Maybe we take our rivalry with Ohio State very seriously. Maybe we mentally check out of a Friday afternoon class to wonder about which quarterback is going to start Saturday, or think about what supplies we need for this weekend’s tailgate. It’s exciting, and it’s a good way for a lot of us to come together and blow off steam and rally around Penn State. I think it’s great that starting October 1, Penn State will conduct a survey (through the independent Ethics Resource Institute) to really take the pulse of the real culture here. Regardless of whether there’s a problem or not, it’s never a bad idea to step back and reevaluate.

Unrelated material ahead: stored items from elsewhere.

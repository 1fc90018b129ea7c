//! GDP contribution model tests.

use impact_core::{engine::ImpactEngine, error::ImpactError};

fn assert_approx(actual: f64, expected: f64, tol: f64) {
    assert!(
        (actual - expected).abs() < tol,
        "expected {expected}, got {actual}"
    );
}

/// Mining, $100M against a $28.4B economy.
#[test]
fn mining_reference_case() {
    let engine = ImpactEngine::build_test();

    let gdp = engine.gdp.compute(100.0, "MIN").unwrap();

    assert_approx(gdp.direct, 85.0, 1e-9);
    assert_approx(gdp.indirect, 45.0, 1e-9);
    assert_approx(gdp.total, 130.0, 1e-9);
    assert_approx(gdp.gdp_percentage, 0.4577, 1e-4);
    assert_approx(gdp.tax_revenue, 23.4, 1e-9);
}

#[test]
fn parts_sum_and_tax_is_flat_rate() {
    let engine = ImpactEngine::build_test();

    for code in engine.sectors().codes() {
        for amount in [1.0, 42.0, 1_000.0] {
            let g = engine.gdp.compute(amount, code).unwrap();
            assert_approx(g.direct + g.indirect, g.total, 1e-9);
            assert_approx(g.tax_revenue, 0.18 * g.total, 1e-9);
            assert_approx(g.gdp_percentage, g.total / 28_400.0 * 100.0, 1e-12);
        }
    }
}

#[test]
fn projection_ramps_then_grows() {
    let engine = ImpactEngine::build_test();

    // MIN ramps over 3 years at 8% growth.
    let p = engine.gdp.project(100.0, "MIN", 5).unwrap();

    assert_eq!(p.years.len(), 5);
    assert_approx(p.years[0].gdp, 13.0 * (1.0 / 3.0) * 1.08, 1e-9);
    assert_approx(p.years[2].gdp, 13.0 * 1.08f64.powi(3), 1e-9);
    assert_approx(p.years[4].gdp, 13.0 * 1.08f64.powi(5), 1e-9);

    let sum: f64 = p.years.iter().map(|y| y.gdp).sum();
    assert_approx(p.years[4].cumulative, sum, 1e-9);
    assert!(p.years.windows(2).all(|w| w[1].cumulative > w[0].cumulative));
}

#[test]
fn projection_horizon_validated() {
    let engine = ImpactEngine::build_test();

    for years in [0, 31] {
        let err = engine.gdp.project(100.0, "MIN", years).unwrap_err();
        assert_eq!(err.field(), Some("horizon_years"));
        assert_eq!(err.code(), "out_of_range");
    }
}

#[test]
fn unknown_sector_rejected() {
    let engine = ImpactEngine::build_test();

    assert!(matches!(
        engine.gdp.compute(10.0, "TOU"),
        Err(ImpactError::UnknownSector { .. })
    ));
}

#[test]
fn forex_generation_is_thirty_percent_of_investment() {
    let engine = ImpactEngine::build_test();

    for code in engine.sectors().codes() {
        let g = engine.gdp.compute(250.0, code).unwrap();
        assert_approx(g.forex_generation, 75.0, 1e-9);
    }
}

#[test]
fn non_finite_total_is_overflow() {
    let engine = ImpactEngine::build_test();

    let err = engine.gdp.compute(f64::MAX, "MIN").unwrap_err();

    assert!(matches!(err, ImpactError::NumericOverflow { .. }));
    assert_eq!(err.code(), "numeric_overflow");
    assert_eq!(err.field(), Some("total"));
}
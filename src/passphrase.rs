//! Password sources for private keys.
//!
//! Readers are only consulted when a key actually needs a password: opening
//! an encrypted key, or creating a key the user wants encrypted.

use thiserror::Error;

/// Bounds OpenSSL accepts for PEM pass phrases, in bytes.
pub const MIN_PASSPHRASE_LEN: usize = 4;
pub const MAX_PASSPHRASE_LEN: usize = 1023;

pub const CONFIRM_PASSPHRASE_PROMPT: &str = "confirmation: ";

pub trait PassphraseReader {
    /// Returns the password for the private key called `key_name`.
    fn read_passphrase(&self, key_name: &str) -> Result<String, PassphraseError>;
}

impl<F> PassphraseReader for F
where
    F: Fn(&str) -> Result<String, PassphraseError>,
{
    fn read_passphrase(&self, key_name: &str) -> Result<String, PassphraseError> {
        self(key_name)
    }
}

fn key_prompt(key_name: &str) -> String {
    format!("private key password ({key_name}): ")
}

/// Prompts on the terminal for the password of an existing key.
pub struct PromptPassphraseReader;

impl PassphraseReader for PromptPassphraseReader {
    fn read_passphrase(&self, key_name: &str) -> Result<String, PassphraseError> {
        rpassword::prompt_password(key_prompt(key_name))
            .map_err(|_| PassphraseError::PromptError)
    }
}

/// Prompts twice for the password of a key about to be created.
pub struct PromptNewPassphraseReader;

impl PassphraseReader for PromptNewPassphraseReader {
    fn read_passphrase(&self, key_name: &str) -> Result<String, PassphraseError> {
        let first_entry = rpassword::prompt_password(key_prompt(key_name))
            .map_err(|_| PassphraseError::PromptError)?;
        if first_entry.is_empty() {
            return Ok(first_entry);
        }
        let second_entry = rpassword::prompt_password(CONFIRM_PASSPHRASE_PROMPT)
            .map_err(|_| PassphraseError::PromptError)?;
        if first_entry != second_entry {
            Err(PassphraseError::ConfirmationMismatch)
        } else {
            Ok(first_entry)
        }
    }
}

/// Hands out a fixed password, for tests and non-interactive callers.
#[derive(Clone)]
pub struct MemoryPassphraseReader {
    pub passphrase: String,
}

impl MemoryPassphraseReader {
    pub fn new(passphrase: impl Into<String>) -> Self {
        Self {
            passphrase: passphrase.into(),
        }
    }
}

impl PassphraseReader for MemoryPassphraseReader {
    fn read_passphrase(&self, _key_name: &str) -> Result<String, PassphraseError> {
        Ok(self.passphrase.clone())
    }
}

/// Fails on every call; for keys that are known to be stored in clear.
pub struct NoPassphraseReader;

impl PassphraseReader for NoPassphraseReader {
    fn read_passphrase(&self, key_name: &str) -> Result<String, PassphraseError> {
        Err(PassphraseError::Unavailable(key_name.to_string()))
    }
}

/// Reads the password for a new key. An empty answer means the key is
/// stored unencrypted.
pub fn read_new_key_passphrase(
    reader: &dyn PassphraseReader,
    key_name: &str,
) -> Result<Option<String>, PassphraseError> {
    let passphrase = reader.read_passphrase(key_name)?;
    if passphrase.is_empty() {
        return Ok(None);
    }
    validate_new_passphrase(&passphrase)?;
    Ok(Some(passphrase))
}

pub fn validate_new_passphrase(passphrase: &str) -> Result<(), PassphraseError> {
    if passphrase.len() < MIN_PASSPHRASE_LEN {
        return Err(PassphraseError::TooShort(MIN_PASSPHRASE_LEN));
    }
    if passphrase.len() > MAX_PASSPHRASE_LEN {
        return Err(PassphraseError::TooLong(MAX_PASSPHRASE_LEN));
    }
    Ok(())
}

#[derive(Debug, Error, PartialEq, Eq)]
pub enum PassphraseError {
    #[error("could not prompt for password")]
    PromptError,
    #[error("password mismatch")]
    ConfirmationMismatch,
    #[error("password too short (min: {0} bytes)")]
    TooShort(usize),
    #[error("password too long (max: {0} bytes)")]
    TooLong(usize),
    #[error("no password available for private key {0:?}")]
    Unavailable(String),
}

We are fanatical fans, and that’s not a bad thing. For the most part, we know where we stand on priorities. So here’s the difference between culture and #culture: The real problem comes in when we have to use every bit of resources to prove that we don’t have a “culture problem.” When THON raises over $12 million for kids fighting cancer and you turn around and say, “Hey, Emmert! What culture problem?” you’re proving their point. Any time you refuse to take a step back and look at our own culture, for whatever reason, we’re proving their point. When you refuse to support a worthy cause because of a perceived “apology” and spite, you’re proving their point. Any time a student, student-athlete, professor, or researcher makes great strides and major accomplishments, and you take it all as cannon fodder to sling at the NCAA (#culture), you’re devaluing that person’s accomplishment, taking away its intrinsic value, and you’re proving their point. When overall donations to the University (you know, the school) decrease and football giving goes up 500%, you’re proving their point. When you boycott games or Penn State altogether, when you divide and polarize the fan base, that’s not even football culture; that’s just downright antagonistic.
So, to those who think that “Sweet Caroline” is a non-issue: it wasn’t…until people on the Board of Trustees—namely Barbara Doran and Ted Brown—who could be dealing with our university’s second-highest tuition costs in the nation or getting increasingly shafted on state appropriations and ensuring that kids get a great Penn State education, bog down those important issues with football fan complaints about a Neil Diamond song from 1969 disappearing from Beaver Stadium. But what’s more, it’s ludicrous if you think the Board of Trustees had anything to do with “Sweet Caroline” being pulled from the gameday program, and even more so if you think it’s their responsibility to dictate the gameday entertainment. This relentless crusade to restore the tradition to the football program is not the business of the Board of Trustees, and, as a student, a gross and insulting waste of time and resources that could be better spent on improving the university for myself and for others.
What doesn’t prove their point is accepting certain changes that happened, accepting what went wrong, accepting the consequences with grace, and when necessary, civil disagreement, and keeping on playing to the best of our ability despite the odds. It might not be fair, it might be really unfortunate, but this is exactly what Bill O’Brien was able to do with the team in 2012. In the long run, football and the NCAA really aren’t that important. Have they really affected your life that much anyway? So keep on cheering for the Nittany Lions, keep on singing the Alma Mater and fighting on to victory. But when we obsess, making everything amount to a political statement directed at the Board of Trustees or the NCAA, then we’ve taken all the fun and innocence out of Saturday afternoons, and lost sight of who we are.